Provincial Chairman of Xinjiang
- In office 14 April 1933 – September 1933
- Preceded by: Jin Shuren
- Succeeded by: Zhu Ruichi

Commissioner for Education of Xinjiang
- In office 1922 – 14 April 1933
- Governor: Jin Shuren

Prefect of Yarkant
- In office 1910–1910

Prefect of Ürümqi
- In office 1907–1910

Prefect of Tarbagatay
- In office 1904–1907

Personal details
- Born: 1871 Yueyang, Hunan, Qing Empire
- Died: 1950 (aged 78–79) Ürümqi, Sinkiang, China

= Liu Wenlong =

Chinese civil servant

Liu Wenlong (劉文龍 (Liú Wénlóng, Liu Wen-lung); 1871-1950) was a Chinese public official who held the post of Civil Governor of Sinkiang from April to September 1933, and previously served as the region's commissioner for education.

== Biography ==

Liu was born in Yueyang, Hunan in 1871. From 1904 to 1907 he served as the Tarbagatay prefect. He was then appointed the prefect of Ürümqi, where he served between 1907 and 1910. After that, he served as the prefect of Yarkant. The same year he was accused of corruption.

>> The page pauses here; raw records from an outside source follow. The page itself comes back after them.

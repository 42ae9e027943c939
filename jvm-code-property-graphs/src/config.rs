// -*- coding: utf-8 -*-
// ------------------------------------------------------------------------------------------------
// Copyright © 2022, code-property-graphs authors.
// Licensed under either of Apache License, Version 2.0, or MIT license, at your option.
// Please see the LICENSE-APACHE or LICENSE-MIT files in this distribution for license details.
// ------------------------------------------------------------------------------------------------

use std::path::PathBuf;

use crate::ir::CallGraphAlg;

/// Tunables for one extractor instance.
#[derive(Clone, Debug)]
pub struct ExtractorConfig {
    /// Which call-graph oracle to ask the lifter for.  `None` disables call linking.
    pub call_graph_alg: CallGraphAlg,
    /// Opaque options forwarded to the points-to oracle when `call_graph_alg` selects it.
    pub spark_options: Vec<(String, String)>,
    /// Input count above which per-class lifting is farmed out across threads.
    pub parallel_threshold: usize,
    /// Scratch directory for compiled class files.
    pub compile_dir: PathBuf,
}

impl Default for ExtractorConfig {
    fn default() -> Self {
        ExtractorConfig {
            call_graph_alg: CallGraphAlg::default(),
            spark_options: Vec::new(),
            parallel_threshold: 100_000,
            compile_dir: PathBuf::from("cpg-build"),
        }
    }
}

impl ExtractorConfig {
    pub fn new() -> ExtractorConfig {
        ExtractorConfig::default()
    }

    pub fn with_call_graph_alg(mut self, algorithm: CallGraphAlg) -> ExtractorConfig {
        self.call_graph_alg = algorithm;
        self
    }

    pub fn with_spark_option<K: Into<String>, V: Into<String>>(
        mut self,
        key: K,
        value: V,
    ) -> ExtractorConfig {
        self.spark_options.push((key.into(), value.into()));
        self
    }

    pub fn with_parallel_threshold(mut self, threshold: usize) -> ExtractorConfig {
        self.parallel_threshold = threshold;
        self
    }

    pub fn with_compile_dir<P: Into<PathBuf>>(mut self, dir: P) -> ExtractorConfig {
        self.compile_dir = dir.into();
        self
    }
}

Liu served as a commissioner for education under Governor Jin Shuren. In April 1931, before the Kumul Rebellion fully escalated, Liu, along with Yen Yu-Shan, the commissioner for reconstruction, advised Jin the policy of conciliation. However, Jin, overestimating his military power, ordered his troops to deal with the rebelling Muslims.

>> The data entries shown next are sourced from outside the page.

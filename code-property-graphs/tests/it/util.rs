// -*- coding: utf-8 -*-
// ------------------------------------------------------------------------------------------------
// Copyright © 2022, code-property-graphs authors.
// Licensed under either of Apache License, Version 2.0, or MIT license, at your option.
// Please see the LICENSE-APACHE or LICENSE-MIT files in this distribution for license details.
// ------------------------------------------------------------------------------------------------

use code_property_graphs::drivers::Driver;
use code_property_graphs::nodes::Node;
use code_property_graphs::nodes::NodeData;
use code_property_graphs::schema::DispatchType;
use code_property_graphs::schema::EdgeKind;
use code_property_graphs::schema::EvaluationStrategy;

pub const SAMPLE_FULL_NAME: &str = "Sample.inc";
pub const SAMPLE_SIGNATURE: &str = "int(int)";

/// The handles of a hand-built method CPG for `int Sample.inc(int x) { int y; y = x + 1;
/// return y; }`, wired with AST, CFG, REF, and ARGUMENT edges the way the extraction builders
/// would emit them.
pub struct SampleMethod {
    pub file: Node,
    pub method: Node,
    pub parameter: Node,
    pub block: Node,
    pub method_return: Node,
    pub local: Node,
    pub assign: Node,
    pub add: Node,
    pub ident_x: Node,
    pub ident_y: Node,
    pub literal: Node,
    pub ret: Node,
}

pub fn file_node(name: &str, hash: &str) -> Node {
    Node::new(NodeData::File {
        name: name.to_string(),
        hash: Some(hash.to_string()),
    })
}

pub fn method_node(full_name: &str, signature: &str) -> Node {
    let name = full_name.rsplit('.').next().unwrap().to_string();
    Node::new(NodeData::Method {
        name,
        full_name: full_name.to_string(),
        signature: signature.to_string(),
        file_name: "Sample.class".to_string(),
        ast_parent_full_name: "Sample".to_string(),
        ast_parent_type: "TYPE_DECL".to_string(),
    })
}

pub fn call_node(name: &str) -> Node {
    Node::new(NodeData::Call {
        name: name.to_string(),
        method_full_name: format!("<operator>.{}", name),
        signature: "()".to_string(),
        dispatch_type: DispatchType::StaticDispatch,
        type_full_name: "int".to_string(),
    })
}

fn edge<D: Driver + ?Sized>(driver: &mut D, source: &Node, target: &Node, kind: EdgeKind) {
    let mut source = source.clone();
    let mut target = target.clone();
    driver.add_edge(&mut source, &mut target, kind).unwrap();
}

pub fn build_sample_method<D: Driver + ?Sized>(driver: &mut D) -> SampleMethod {
    let mut file = file_node("Sample.class", "cafebabe");
    driver.add_vertex(&mut file).unwrap();

    let mut method = method_node(SAMPLE_FULL_NAME, SAMPLE_SIGNATURE).with_code("int inc(int x)");
    driver.add_vertex(&mut method).unwrap();
    edge(driver, &method, &file, EdgeKind::SourceFile);

    let mut parameter = Node::new(NodeData::MethodParameterIn {
        name: "x".to_string(),
        type_full_name: "int".to_string(),
        evaluation_strategy: EvaluationStrategy::ByValue,
    })
    .with_code("int x")
    .with_order(1)
    .with_argument_index(1);
    driver.add_vertex(&mut parameter).unwrap();
    edge(driver, &method, &parameter, EdgeKind::Ast);

    let mut block = Node::new(NodeData::Block {
        type_full_name: "void".to_string(),
    })
    .with_order(2)
    .with_argument_index(0);
    driver.add_vertex(&mut block).unwrap();
    edge(driver, &method, &block, EdgeKind::Ast);

    let mut method_return = Node::new(NodeData::MethodReturn {
        type_full_name: "int".to_string(),
        evaluation_strategy: EvaluationStrategy::ByReference,
    })
    .with_code("RETURN")
    .with_order(3);
    driver.add_vertex(&mut method_return).unwrap();
    edge(driver, &method, &method_return, EdgeKind::Ast);

    let mut local = Node::new(NodeData::Local {
        name: "y".to_string(),
        type_full_name: "int".to_string(),
    })
    .with_code("int y")
    .with_order(1);
    driver.add_vertex(&mut local).unwrap();
    edge(driver, &block, &local, EdgeKind::Ast);

    // y = x + 1
    let mut ident_x = Node::new(NodeData::Identifier {
        name: "x".to_string(),
        type_full_name: "int".to_string(),
    })
    .with_code("x")
    .with_order(1)
    .with_argument_index(1);
    driver.add_vertex(&mut ident_x).unwrap();
    let mut literal = Node::new(NodeData::Literal {
        type_full_name: "int".to_string(),
    })
    .with_code("1")
    .with_order(2)
    .with_argument_index(2);
    driver.add_vertex(&mut literal).unwrap();
    let mut add = call_node("ADD")
        .with_code("x + 1")
        .with_order(2)
        .with_argument_index(2);
    driver.add_vertex(&mut add).unwrap();
    let mut ident_y = Node::new(NodeData::Identifier {
        name: "y".to_string(),
        type_full_name: "int".to_string(),
    })
    .with_code("y")
    .with_order(1)
    .with_argument_index(1);
    driver.add_vertex(&mut ident_y).unwrap();
    let mut assign = call_node("<operator>.assignment")
        .with_code("y = x + 1")
        .with_order(2);
    driver.add_vertex(&mut assign).unwrap();
    let mut ret = Node::new(NodeData::Return)
        .with_code("return y")
        .with_order(3);
    driver.add_vertex(&mut ret).unwrap();

    edge(driver, &block, &assign, EdgeKind::Ast);
    edge(driver, &block, &ret, EdgeKind::Ast);
    edge(driver, &assign, &ident_y, EdgeKind::Ast);
    edge(driver, &assign, &add, EdgeKind::Ast);
    edge(driver, &add, &ident_x, EdgeKind::Ast);
    edge(driver, &add, &literal, EdgeKind::Ast);

    edge(driver, &block, &ident_x, EdgeKind::Cfg);
    edge(driver, &ident_x, &literal, EdgeKind::Cfg);
    edge(driver, &literal, &add, EdgeKind::Cfg);
    edge(driver, &add, &ident_y, EdgeKind::Cfg);
    edge(driver, &ident_y, &assign, EdgeKind::Cfg);
    edge(driver, &assign, &ret, EdgeKind::Cfg);
    edge(driver, &ret, &method_return, EdgeKind::Cfg);

    edge(driver, &ident_x, &parameter, EdgeKind::Ref);
    edge(driver, &ident_y, &local, EdgeKind::Ref);
    edge(driver, &add, &ident_x, EdgeKind::Argument);
    edge(driver, &add, &literal, EdgeKind::Argument);
    edge(driver, &assign, &ident_y, EdgeKind::Argument);
    edge(driver, &assign, &add, EdgeKind::Argument);

    SampleMethod {
        file,
        method,
        parameter,
        block,
        method_return,
        local,
        assign,
        add,
        ident_x,
        ident_y,
        literal,
        ret,
    }
}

In December 1932, Ma Zhongying's forces started the sieg of Ürümqi, but the White Russians and Sheng Shicai's troops successfully defended the city. In March 1933, the Manchurian Salvation Army, part of the National Revolutionary Army (NRA), came to their aid through the Soviet territory. During these events, Jin's prestige declined and correspondingly Sheng became increasingly popular. The culmination was the coup staged by the White Russians and a group of provincial bureaucrats led by Chen Zhong, Tao Mingyue and Li Xiaotian on 12 April 1933, who overthrew Jin, who escaped to China proper via Siberia.

Without conferring the Central government, the coup leaders appointed Sheng the Commissioner of the Sinkiang Border Defence, i. e., Military Governor or duban on 14 April 1933, resurrecting the old title. Liu, a powerless provincial bureaucrat was installed as the civil governor.

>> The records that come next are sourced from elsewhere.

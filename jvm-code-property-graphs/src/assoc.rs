// -*- coding: utf-8 -*-
// ------------------------------------------------------------------------------------------------
// Copyright © 2022, code-property-graphs authors.
// Licensed under either of Apache License, Version 2.0, or MIT license, at your option.
// Please see the LICENSE-APACHE or LICENSE-MIT files in this distribution for license details.
// ------------------------------------------------------------------------------------------------

//! The per-run association map.
//!
//! While one `project()` call runs, every builder needs to find the nodes that earlier builders
//! already emitted for a given IR entity — the CFG builder needs the nodes of a unit, the PDG
//! builder needs the `LOCAL` for a variable name, the call-graph builder needs the `CALL` node of
//! an invocation site — without re-traversing the store.  This map records those associations in
//! emission order.  It is process-local mutable state, owned by the pipeline and threaded through
//! the builders as an explicit argument; it is dropped when the `project()` call ends.
//!
//! Handles are persisted builder clones: their ids are final, so inserting further edges through
//! them never re-persists the node.

use code_property_graphs::nodes::Node;
use fxhash::FxHashMap;
use smallvec::SmallVec;

use crate::ir::MethodSignature;
use crate::ir::UnitId;

/// How control leaves the nodes emitted for one unit.
#[derive(Clone, Debug)]
pub enum UnitExit {
    /// Straight-line unit: one edge from the last emitted node to the next unit's entry.
    FallThrough(Node),
    /// Branch unit: the control structure fans out to its two jump targets, which then lead into
    /// the taken and fall-through units.
    Branch {
        control: Node,
        on_true: Node,
        on_false: Node,
    },
    /// Return unit: one edge from the `RETURN` node to the method's `METHOD_RETURN` sink.
    Return(Node),
}

/// The nodes emitted for one unit, in evaluation order.
#[derive(Clone, Debug)]
pub struct EmittedUnit {
    /// Evaluation-order chain; the CFG builder threads an edge between each adjacent pair.
    pub chain: Vec<Node>,
    /// The unit's root node (the AST child of the enclosing block).
    pub root: Node,
    pub exit: UnitExit,
}

impl EmittedUnit {
    pub fn entry(&self) -> &Node {
        self.chain.first().unwrap_or(&self.root)
    }
}

/// A call site's argument wiring, recorded by the AST builder and consumed by the PDG and
/// call-graph builders.
#[derive(Clone, Debug)]
pub struct CallSiteInfo {
    /// The `CALL` node (or `RETURN` node, for return-value wiring).
    pub call: Node,
    /// The receiver node for instance dispatch.
    pub receiver: Option<Node>,
    /// Positional arguments, as `(argument index, node)`.
    pub arguments: Vec<(i64, Node)>,
    /// Whether this site is a genuine invocation (operator calls are argument sites but never
    /// call-graph sources).
    pub is_invoke: bool,
}

/// Everything recorded about one built method.
#[derive(Clone, Debug, Default)]
pub struct MethodAssociation {
    pub method: Option<Node>,
    pub entry_block: Option<Node>,
    pub method_return: Option<Node>,
    /// Locals and parameters by name, in emission order.
    vars: FxHashMap<String, SmallVec<[Node; 1]>>,
    units: FxHashMap<UnitId, EmittedUnit>,
    call_sites: Vec<(UnitId, CallSiteInfo)>,
    /// Every emitted `IDENTIFIER` with the variable name it stands for.
    ident_uses: Vec<(Node, String)>,
    /// Every emitted `FIELD_IDENTIFIER` with the member name it stands for.
    field_uses: Vec<(Node, String)>,
}

impl MethodAssociation {
    pub fn add_var(&mut self, name: &str, node: Node) {
        self.vars.entry(name.to_string()).or_default().push(node);
    }

    /// All nodes emitted for a variable name, in emission order.  Callers pick the first, the
    /// last, or a typed subset.
    pub fn var(&self, name: &str) -> &[Node] {
        self.vars.get(name).map(|nodes| &nodes[..]).unwrap_or(&[])
    }

    pub fn record_unit(&mut self, unit: UnitId, emitted: EmittedUnit) {
        self.units.insert(unit, emitted);
    }

    pub fn unit(&self, unit: UnitId) -> Option<&EmittedUnit> {
        self.units.get(&unit)
    }

    pub fn record_call_site(&mut self, unit: UnitId, info: CallSiteInfo) {
        self.call_sites.push((unit, info));
    }

    pub fn call_sites(&self) -> &[(UnitId, CallSiteInfo)] {
        &self.call_sites
    }

    /// The `CALL` node of the invocation in `unit`, if one was emitted.
    pub fn invocation(&self, unit: UnitId) -> Option<&CallSiteInfo> {
        self.call_sites
            .iter()
            .find(|(site_unit, info)| *site_unit == unit && info.is_invoke)
            .map(|(_, info)| info)
    }

    pub fn record_ident_use(&mut self, node: Node, var_name: &str) {
        self.ident_uses.push((node, var_name.to_string()));
    }

    pub fn ident_uses(&self) -> &[(Node, String)] {
        &self.ident_uses
    }

    pub fn record_field_use(&mut self, node: Node, member_name: &str) {
        self.field_uses.push((node, member_name.to_string()));
    }

    pub fn field_uses(&self) -> &[(Node, String)] {
        &self.field_uses
    }
}

/// The association map for one `project()` run: one [`MethodAssociation`][] per built method.
///
/// [`MethodAssociation`]: struct.MethodAssociation.html
#[derive(Debug, Default)]
pub struct AssociationMap {
    methods: FxHashMap<MethodSignature, MethodAssociation>,
}

impl AssociationMap {
    pub fn new() -> AssociationMap {
        AssociationMap::default()
    }

    pub fn insert(&mut self, signature: MethodSignature, association: MethodAssociation) {
        self.methods.insert(signature, association);
    }

    pub fn remove(&mut self, signature: &MethodSignature) -> Option<MethodAssociation> {
        self.methods.remove(signature)
    }

    pub fn method(&self, signature: &MethodSignature) -> Option<&MethodAssociation> {
        self.methods.get(signature)
    }

    pub fn iter(&self) -> impl Iterator<Item = (&MethodSignature, &MethodAssociation)> {
        self.methods.iter()
    }

    pub fn len(&self) -> usize {
        self.methods.len()
    }

    pub fn is_empty(&self) -> bool {
        self.methods.is_empty()
    }
}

Without clearly stating whether it recognises the changes in Sinkiang, the government appointed Huang Musong, then a Deputy Chief of General Staff, a "pacification commissioner" in May 1933. He arrived in Ürümqi on 10 June. Sheng expected that the Central government would recognise him as duban, and that Huang's visit would affect that decision. Huang was ignorant of the frontier problems and his arrogant behavior offended some of the provincial leaders. The rumors spread that Huang was already named a new governor or that Chiang Kai-Shek decided to split Sinkiang into several smaller provinces. However, the true Huang's task was to secure the cooperation between the coup leaders and establish a new provincial mechanism with a pro-Nanking stance. Sheng exploited the rumours, and charged that Huang, an agent of Wang Jingwei had plotted with Liu, Zhang and Ma to overthrow the provincial government. On 26 June Huang was placed under house arrest, and the three coup leaders were also arrested and immediately executed. Huang recommended the Central government recognise Liu as Civil Governor and Sheng as a duban. After the Central government apologised and promised recognition, Huang was allowed to return to Nanking three weeks after the arrest. Liu was finally confirmed into office on 1 August 1933.

Shortly afterward, in August Chiang sent Foreign Minister Luo Wengan, as a sign of goodwill, to preside over Sheng's inauguration ceremony as a Commissioner of the Sinkiang Border Defence. However, at the same time, the Central government used Luo's visit to contact two of Sheng's rivals, Ma in Turpan and Zhang in Yining. They were encouraged to launch an attack against Sheng. As soon as Luo left the province, a war broke out between Sheng on one side, and Ma and Zhang on the other. Sheng accused Luo not only of plotting but also of an assassination attempt. Luo's left Sinkiang in early October.

In September 1933, Sheng accused Liu of plotting with Ma and Zhang through Luo with Nanking in order to overthrow him. He was forced to resign and was replaced by Zhu Ruichi, a more controllable official.